Yeah, I'll cop guilty to that. I actually thought one of the samurai should die there (if only because the rules for dead samurai are pretty neat), or at least get Taken Out, but I was probably restrained by a fear that "if I kill them, they won't like the game."

I would think that the tougher the opposition, the more the game will push players towards trust and discourage betrayal.* You can decide for yourself whether that is a bug or a feature.

(*Unless, I suppose, the GM laid the opposition on heavy but also dangled out opportunities for individual PCs to save their skins, if only temporarily, by betraying their fellows.)

I'd really like to play again and do differently all the things I didn't like last time around.

Rob

Jere

Quote from: BryantI'd agree. This was what I noticed during our session as well -- I thought Rob simply wasn't mean enough. The two samurai off by themselves didn't cooperate or Trust enough, and they should probably have been slaughtered or imprisoned as a result.
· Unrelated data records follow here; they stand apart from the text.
//! Rink-side Hockey Game Tracker Library
//!
//! This library records what happens on the ice during a hockey game (goals with
//! up to two assists, shots, hits and turnovers) through a step-by-step capture
//! wizard, keeps the running score consistent with the recorded events, and rolls
//! finalized games up into team and player statistics.
//!
//! # Examples
//!
//! ```rust,no_run
//! use rink_tracker::capture::{GameSession, GameSetup};
//! use rink_tracker::config::Config;
//! use rink_tracker::error::AppError;
//! use rink_tracker::models::{ActionType, RinkPoint, Side};
//! use rink_tracker::storage::{FileRecoveryStore, JsonGameStore};
//!
//! async fn record(setup: GameSetup) -> Result<(), AppError> {
//!     let config = Config::load().await?;
//!     let recovery = FileRecoveryStore::in_dir(config.data_dir_path());
//!     let games = JsonGameStore::new(config.games_dir());
//!
//!     let mut session = GameSession::start(setup, &config.rules_table()?, config.autosave)?;
//!
//!     // Click on the rink, pick the action, the player and the assists
//!     session.click_rink(RinkPoint::new(42.0, 61.5))?;
//!     session.select_action(ActionType::Goal, Side::Home, 1, 312)?;
//!     let scorer = session.player_choices()[0].clone();
//!     session.select_player(scorer)?;
//!     session.select_assists(Vec::new())?;
//!     session.confirm_capture()?;
//!     session.autosave(&recovery).await?;
//!
//!     let game = session.finalize(&games, &recovery).await?;
//!     println!("Saved game {}", game.id);
//!     Ok(())
//! }
//! ```

pub mod capture;
pub mod cli;
pub mod commands;
pub mod config;
pub mod constants;
pub mod error;
pub mod logging;
pub mod models;
pub mod period;
pub mod roster;
pub mod stats;
pub mod storage;
pub mod testing_utils;

// Re-export commonly used types for convenience
pub use capture::{CaptureWizard, EventLog, GameSession, GameSetup, UnfinishedGame};
pub use config::Config;
pub use error::AppError;
pub use models::{ActionType, Event, Game, GameScore, Player, Team};
pub use stats::{get_player_stats, get_seasonal_stats_breakdown, get_team_stats};
pub use storage::{GameRepository, RecoveryStore, TeamRepository};

/// Current version of the library
pub const VERSION: &str = env!("CARGO_PKG_VERSION");

/// Library name
pub const NAME: &str = env!("CARGO_PKG_NAME");
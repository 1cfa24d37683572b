//! Derived numbers: running score of a game, player and team statistics over any
//! set of finalized games, and sorting of stat tables and event lists.
//!
//! Everything here is a pure function of its inputs. Missing rosters or actions
//! count as empty, never as an error.

pub mod player_stats;
pub mod sorting;
pub mod team_stats;

use crate::models::{Championship, Event, Game, GameScore, Season};

pub use player_stats::{
    GamePlayerLine, PlayerStats, game_player_line, get_participating_players, get_player_stats,
    shot_percentage,
};
pub use sorting::{
    ActionSortKey, PlayerSortKey, PlayerStatsRow, SortDirection, sort_events, sort_games,
    sort_player_rows,
};
pub use team_stats::{
    GameOutcome, OutcomeError, SeasonStats, SeasonalBreakdown, TeamStats, classify_outcome,
    get_seasonal_stats_breakdown, get_team_stats,
};

/// Score of both sides recomputed from scratch.
///
/// Events whose team is not the home team count for the away side.
pub fn score_of(actions: &[Event], home_team_id: &str) -> GameScore {
    let mut score = GameScore::default();
    for event in actions {
        score
            .side_mut(event.side(home_team_id))
            .add(event.action_type);
    }
    score
}

/// Narrowing of a team's games by season and championship; `None` means all.
#[derive(Debug, Clone, Default, PartialEq, Eq)]
pub struct GameQuery {
    pub season: Option<Season>,
    pub championship: Option<Championship>,
}

impl GameQuery {
    pub fn matches(&self, game: &Game) -> bool {
        self.season.as_ref().is_none_or(|s| *s == game.season)
            && self.championship.is_none_or(|c| c == game.championship)
    }

    /// No season or championship restriction.
    pub fn is_unrestricted(&self) -> bool {
        self.season.is_none() && self.championship.is_none()
    }

    /// Games of the team that match the query.
    pub fn games_of<'a>(&self, team_id: &str, games: &'a [Game]) -> Vec<&'a Game> {
        games
            .iter()
            .filter(|g| g.side_of(team_id).is_some() && self.matches(g))
            .collect()
    }
}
This a radical difference in perspective. Start with 2 trust each (maximum possible, start with 1 due to zodiac, bump up by 1 for chapter end). Spent all 4 trust in this scene.

Blue spent 1 trust getting Purple to the caste, even if he was a little suspicious. Then he spent another trust freeing Purple from the witch.

Purple spent his two on lue uring all that damn tengu stuff.

The players did what they were supposed to do (and were even on the road to resolving their trust/betrayal issue in favor of trust, somethng the game doesn't seem t allow, which is another discussion). The rules, nd their interpretation, penalized them for that.

Thus the rules are at fault and don't do what they set out to model. Now I understand that Rob didn't do a great job interpretating some of the rules (which points me t flaws in presentation), but  still think fundamentally that this game does not succed as a game of trust and betrayal amongst kick-ass samurai.